Fortunately, the mind works at lightning speed―and no more so than when we need it to do so. That certainly applies to situations when we have to realize our plight, come up with a solution, and apply it, all in the blink of an eye!
Take the speaker who tripped up the stairs on the way to the lectern and declared: "I'm a professional. Don't try that at home." He demonstrated both wit and the ability to respond at true 'mind speed.' So is the presenter who lost her train of thought and covered with, "What did I just say? . . . Good, you're paying attention!"
My clients often say, when I demonstrate how they could express something more concisely, "I wish I could say it like that!" Sure, a lifetime of acting training helps. But I'm convinced that any of us can come up with a solution to an unexpected slip, even in a keynote speech or motivational speaking. The reason is simple but profound: you bring with you the wealth of knowledge and experience that made you the right person to give this speech in the first place.
To maintain this kind of presence of mind at difficult speaking moments, download my free cheat sheet, "10 Ways to Stay Fully Focused when Speaking."
... But These 5 Strategies to Avoid Mistakes Are Better
Then again, why take the chance of needing a quick-as-a-wink response in a questionable public speaking moment? Wouldn't it be better to arm yourself beforehand so you have strategies in place to avoid the mistake altogether? I think it is. Here, then, are five approaches to get you on more solid ground when those all-too-human errors rear their heads:
1. Never lose your composure in the first place. Recovering anything that you've lost is tough. Why not keep it from getting lost in the first place? Then, when that goof occurs, you'll be much better poised to a) regain your momentum, or b) avoid the appearance of a mistake altogether. You can do this in three ways: (1) Breathe diaphragmatically, i.e., "belly breathe", (2) Use supportive body language, and (3) Control your pace and tempo. Together, this threesome of composure skills will give you the look, sound, and (from your point of view) feel of control.
2. Go forward, without drawing attention "back" to your mistake. If you trip over words, simply say the thing again using the right words. If your manuscript drops to the floor and scatters, pick it up and take the time you need to get the pages in the right order again. Saying something like, "Wow, I can't talk tonight!" or "I'm such a klutz!" draws attention back to your "Oops" moment and also prolongs it. Go on, already!
3. Be open, not hiding. One of the things that creates acute self-consciousness is trying to cover up for what and who we really are.

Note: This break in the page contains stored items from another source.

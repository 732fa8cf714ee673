//! Remote-node set: connected peers, handshake state, reported heights.

use concord_types::PeerId;
use std::collections::HashMap;

/// What we know about one connected peer.
#[derive(Debug, Clone, Copy, Default)]
pub struct RemoteNode {
    /// Tip height the peer last reported.
    pub height: u64,
    /// Hello exchanged and genesis verified.
    pub handshaked: bool,
}

/// Tracks protocol handles for every connected peer.
#[derive(Debug, Default)]
pub struct RemoteNodeSet {
    peers: HashMap<PeerId, RemoteNode>,
    /// Total peers dropped over the node's lifetime, including benign
    /// transport-level drops.
    drops: u64,
}

impl RemoteNodeSet {
    pub fn new() -> Self {
        Self::default()
    }

    pub fn len(&self) -> usize {
        self.peers.len()
    }

    pub fn is_empty(&self) -> bool {
        self.peers.is_empty()
    }

    /// Peers that completed the handshake.
    pub fn handshaked_count(&self) -> usize {
        self.peers.values().filter(|p| p.handshaked).count()
    }

    pub fn peer_drops(&self) -> u64 {
        self.drops
    }

    pub fn get(&self, peer: PeerId) -> Option<&RemoteNode> {
        self.peers.get(&peer)
    }

    pub fn is_handshaked(&self, peer: PeerId) -> bool {
        self.peers.get(&peer).is_some_and(|p| p.handshaked)
    }

    pub fn on_connected(&mut self, peer: PeerId) {
        self.peers.entry(peer).or_default();
    }

    pub fn mark_handshaked(&mut self, peer: PeerId, height: u64) {
        let entry = self.peers.entry(peer).or_default();
        entry.handshaked = true;
        entry.height = height;
    }

    pub fn update_height(&mut self, peer: PeerId, height: u64) {
        if let Some(entry) = self.peers.get_mut(&peer) {
            entry.height = entry.height.max(height);
        }
    }

    pub fn remove(&mut self, peer: PeerId) -> bool {
        let removed = self.peers.remove(&peer).is_some();
        if removed {
            self.drops += 1;
        }
        removed
    }
}
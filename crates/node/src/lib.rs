//! Node coordinator and production runner.
//!
//! [`NodeStateMachine`] composes the consensus engine, transaction pool,
//! executor and synchronizer into one state machine and wires the peer
//! protocol to them: it owns the handshake, the remote-node set, and the
//! fan-out of committed blocks. Like every subsystem it is synchronous;
//! the runners own all I/O.
//!
//! [`NodeRunner`] is the tokio runner: bounded event queue, abortable
//! timer tasks, a [`Transport`] seam for the P2P overlay, and ordered
//! shutdown. The deterministic counterpart lives in `concord-simulation`.

mod remotes;
mod responder;
mod runner;
mod state;
mod timers;

pub use remotes::{RemoteNode, RemoteNodeSet};
pub use responder::{Responder, ResponderError};
pub use runner::{event_for_message, NodeHandle, NodeRunner, Transport};
pub use state::NodeStateMachine;
pub use timers::TimerManager;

There may be many reasons for this, but whatever the cause, trying to hide from your audience is an impossibility. If you are defensive or trying to be better than you really are, you'll be fragile, and recovering will be that much more difficult. Stay vulnerable with audiences. They'll like you more, and feel that you're a person they can trust. That adds up to priceless credibility.
4. Live in the present moment. The here-and-now of your speech is really all you have to reach audiences. Shakespeare's plays may be exciting to read now―but think how much more powerful they must have been when performed at the Globe playhouse in 1599. Stage presence for a speaker more than anything means being fully present. If you're 100% present, it's a surer bet that something of value will take place. It also means you'll be much less likely to make a mistake (often due to lack of focus) in the first place. How do you achieve that level of presence? Invest yourself completely in your audience's needs rather than your own. Most likely, your talk will flow organically and easily.
5. See your speech as a chance to communicate, not to excel. Try to be "excellent" and you'll probably never get there. Do your best to get your message across to listeners, on the other hand, and there'll be nothing to stop you. The paradox of acting comes perfectly into play in this context: Audiences believe an actor is a character in a play or movie not because of artifice, but because of truth. The actor is true to every moment in the life of that character as it unfolds. If you're true to the communication situation, you hardly can make a mistake. And if you do make one, well, it won't matter, will it?